SABMiller accepted (in principle, as news outlets are reporting) a takeover bid valued at over $100 billion from Anheuser-Busch InBev in a deal that would form a company that would control nearly a third of the global beer market.

SABMiller, owned by South African Breweries is the distributor of beers such as Miller Lite. It is the second-largest brewer in the world. Anheuser-Busch InBev, which was formed several years ago when Belgian company InBev purchased American Anheuser-Busch, is the distributor of beers like Budweiser and Bud Light and is the largest brewer in the world.

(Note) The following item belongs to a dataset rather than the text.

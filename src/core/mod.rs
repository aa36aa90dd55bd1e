//! Core infrastructure shared by the platform adapters and the device driver

pub mod logging;
pub mod traits;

The size of this deal is massive. A company this big is bound to raise eyebrows and can’t be good for beer drinking consumers. Several years ago SABMiller and MolsonCoors of Canada teamed up and created MillerCoors to battle the increasing size of Anheuser-Busch. If this merger moves ahead unadulterated, the same company that distributes Bud Light will also distribute Miller Lite and Coors Light, the three most popular “lights” in the U.S.

I–like others that I know–have been drinking more unique and tasty craft and less and less (and less) of the AB brand beers since they merged with InBev (although for the record, I drink Miller High Life when I need a lawnmower beer that reminds me of dear old dad). Hence it would be easy to joke that two piss beer brewers will merge and make something even worse… or say who cares, or compare them to sex in a canoe, etc. But I’d rather think this through a little.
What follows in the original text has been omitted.